**EXERCISE REQUIREMENTS:**
Find the lines of the listing that contain the string "foundation", and return them.

**RECORDS:**

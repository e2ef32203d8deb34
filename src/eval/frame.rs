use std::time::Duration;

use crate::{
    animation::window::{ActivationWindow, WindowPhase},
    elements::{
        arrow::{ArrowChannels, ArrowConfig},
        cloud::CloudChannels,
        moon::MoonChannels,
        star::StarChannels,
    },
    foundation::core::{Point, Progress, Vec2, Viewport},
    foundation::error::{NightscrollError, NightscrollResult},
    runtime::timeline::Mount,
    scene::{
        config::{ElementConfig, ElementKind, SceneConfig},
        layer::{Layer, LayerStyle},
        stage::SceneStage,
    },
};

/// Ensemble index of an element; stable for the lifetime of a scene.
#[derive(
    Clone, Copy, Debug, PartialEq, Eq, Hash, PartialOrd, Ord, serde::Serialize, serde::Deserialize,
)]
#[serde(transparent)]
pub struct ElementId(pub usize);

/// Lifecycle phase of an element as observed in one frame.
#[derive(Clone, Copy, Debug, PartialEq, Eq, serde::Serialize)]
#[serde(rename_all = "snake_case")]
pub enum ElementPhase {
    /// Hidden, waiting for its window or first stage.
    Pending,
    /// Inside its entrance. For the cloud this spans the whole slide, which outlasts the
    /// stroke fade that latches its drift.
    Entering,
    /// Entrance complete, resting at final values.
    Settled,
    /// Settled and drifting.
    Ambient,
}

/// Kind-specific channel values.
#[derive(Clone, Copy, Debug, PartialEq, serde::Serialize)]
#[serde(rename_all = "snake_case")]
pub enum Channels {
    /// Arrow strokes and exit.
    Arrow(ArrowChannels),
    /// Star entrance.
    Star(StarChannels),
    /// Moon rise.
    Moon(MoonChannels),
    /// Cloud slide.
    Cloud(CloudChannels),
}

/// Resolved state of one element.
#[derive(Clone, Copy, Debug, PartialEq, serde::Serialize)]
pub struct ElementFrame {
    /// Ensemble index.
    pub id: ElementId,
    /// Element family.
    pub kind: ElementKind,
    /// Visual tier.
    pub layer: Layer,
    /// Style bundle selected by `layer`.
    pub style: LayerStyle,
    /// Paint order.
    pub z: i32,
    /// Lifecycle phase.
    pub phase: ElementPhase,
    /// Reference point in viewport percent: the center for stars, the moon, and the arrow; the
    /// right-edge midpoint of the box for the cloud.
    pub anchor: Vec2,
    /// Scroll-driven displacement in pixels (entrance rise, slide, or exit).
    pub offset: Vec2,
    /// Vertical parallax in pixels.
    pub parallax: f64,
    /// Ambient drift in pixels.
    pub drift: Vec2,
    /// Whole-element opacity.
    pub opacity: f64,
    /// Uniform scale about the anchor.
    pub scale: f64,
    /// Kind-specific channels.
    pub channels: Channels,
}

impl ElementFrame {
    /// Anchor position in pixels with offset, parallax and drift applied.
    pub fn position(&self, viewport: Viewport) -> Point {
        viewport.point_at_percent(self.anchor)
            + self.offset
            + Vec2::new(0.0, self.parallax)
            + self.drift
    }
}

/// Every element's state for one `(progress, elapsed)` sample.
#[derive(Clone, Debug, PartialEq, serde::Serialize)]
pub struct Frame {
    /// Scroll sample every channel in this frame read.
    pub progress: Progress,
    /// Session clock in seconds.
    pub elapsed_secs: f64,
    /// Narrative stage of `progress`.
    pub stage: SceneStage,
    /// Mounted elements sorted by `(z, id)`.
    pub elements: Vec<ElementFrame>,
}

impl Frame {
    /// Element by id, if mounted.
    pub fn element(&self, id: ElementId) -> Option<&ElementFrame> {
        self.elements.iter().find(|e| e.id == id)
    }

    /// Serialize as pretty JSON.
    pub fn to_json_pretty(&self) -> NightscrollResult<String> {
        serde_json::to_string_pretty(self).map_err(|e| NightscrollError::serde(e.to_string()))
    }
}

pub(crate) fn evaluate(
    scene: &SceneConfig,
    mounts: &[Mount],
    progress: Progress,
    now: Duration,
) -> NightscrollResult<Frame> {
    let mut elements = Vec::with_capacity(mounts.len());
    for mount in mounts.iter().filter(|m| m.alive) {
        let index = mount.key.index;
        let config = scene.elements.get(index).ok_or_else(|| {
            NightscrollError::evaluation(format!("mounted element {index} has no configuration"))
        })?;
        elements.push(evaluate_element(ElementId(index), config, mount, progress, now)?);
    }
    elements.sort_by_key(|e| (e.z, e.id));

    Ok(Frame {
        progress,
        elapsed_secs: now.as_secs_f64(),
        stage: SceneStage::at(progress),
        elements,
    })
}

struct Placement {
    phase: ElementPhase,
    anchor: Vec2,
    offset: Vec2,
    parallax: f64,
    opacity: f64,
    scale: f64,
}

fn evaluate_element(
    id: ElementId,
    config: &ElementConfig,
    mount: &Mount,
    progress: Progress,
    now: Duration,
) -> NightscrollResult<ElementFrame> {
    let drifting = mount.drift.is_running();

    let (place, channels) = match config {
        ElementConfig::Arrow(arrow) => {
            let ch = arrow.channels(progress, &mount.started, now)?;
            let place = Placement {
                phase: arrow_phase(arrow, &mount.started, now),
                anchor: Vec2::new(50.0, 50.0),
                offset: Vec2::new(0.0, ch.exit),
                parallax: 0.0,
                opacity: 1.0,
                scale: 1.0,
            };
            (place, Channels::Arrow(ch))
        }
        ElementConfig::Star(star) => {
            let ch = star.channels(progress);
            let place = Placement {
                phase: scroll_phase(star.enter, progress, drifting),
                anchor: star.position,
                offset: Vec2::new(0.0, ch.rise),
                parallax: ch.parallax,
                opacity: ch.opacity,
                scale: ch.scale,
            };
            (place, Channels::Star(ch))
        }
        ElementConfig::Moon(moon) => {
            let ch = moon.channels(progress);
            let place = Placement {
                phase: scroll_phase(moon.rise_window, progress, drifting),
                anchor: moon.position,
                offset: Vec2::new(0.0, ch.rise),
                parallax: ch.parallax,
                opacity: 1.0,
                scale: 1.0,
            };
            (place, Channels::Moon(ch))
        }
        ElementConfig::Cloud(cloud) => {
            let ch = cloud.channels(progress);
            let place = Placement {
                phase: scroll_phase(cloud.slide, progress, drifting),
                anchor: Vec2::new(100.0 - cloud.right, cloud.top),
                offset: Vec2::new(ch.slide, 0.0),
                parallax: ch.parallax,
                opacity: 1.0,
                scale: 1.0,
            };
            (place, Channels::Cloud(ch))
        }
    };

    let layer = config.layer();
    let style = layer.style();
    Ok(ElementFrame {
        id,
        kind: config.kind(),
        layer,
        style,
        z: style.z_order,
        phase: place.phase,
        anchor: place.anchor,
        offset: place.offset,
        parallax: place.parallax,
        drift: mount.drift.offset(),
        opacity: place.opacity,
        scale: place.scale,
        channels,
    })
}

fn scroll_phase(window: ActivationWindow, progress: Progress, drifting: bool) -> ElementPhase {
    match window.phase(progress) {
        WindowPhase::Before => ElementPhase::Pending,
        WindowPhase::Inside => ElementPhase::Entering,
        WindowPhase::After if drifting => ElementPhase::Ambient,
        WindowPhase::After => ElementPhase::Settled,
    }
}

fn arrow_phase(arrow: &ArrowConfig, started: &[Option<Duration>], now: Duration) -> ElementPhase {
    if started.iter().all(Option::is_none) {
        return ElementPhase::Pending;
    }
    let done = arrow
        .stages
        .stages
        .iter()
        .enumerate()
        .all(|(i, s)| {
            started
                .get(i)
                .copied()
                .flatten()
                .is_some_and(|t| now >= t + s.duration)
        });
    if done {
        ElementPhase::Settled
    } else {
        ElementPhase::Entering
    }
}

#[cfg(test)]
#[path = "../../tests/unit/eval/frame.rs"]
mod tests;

**SOLVED EXERCISE:**
    foundation::core::{Point, Progress, Vec2, Viewport},
    foundation::error::{NightscrollError, NightscrollResult},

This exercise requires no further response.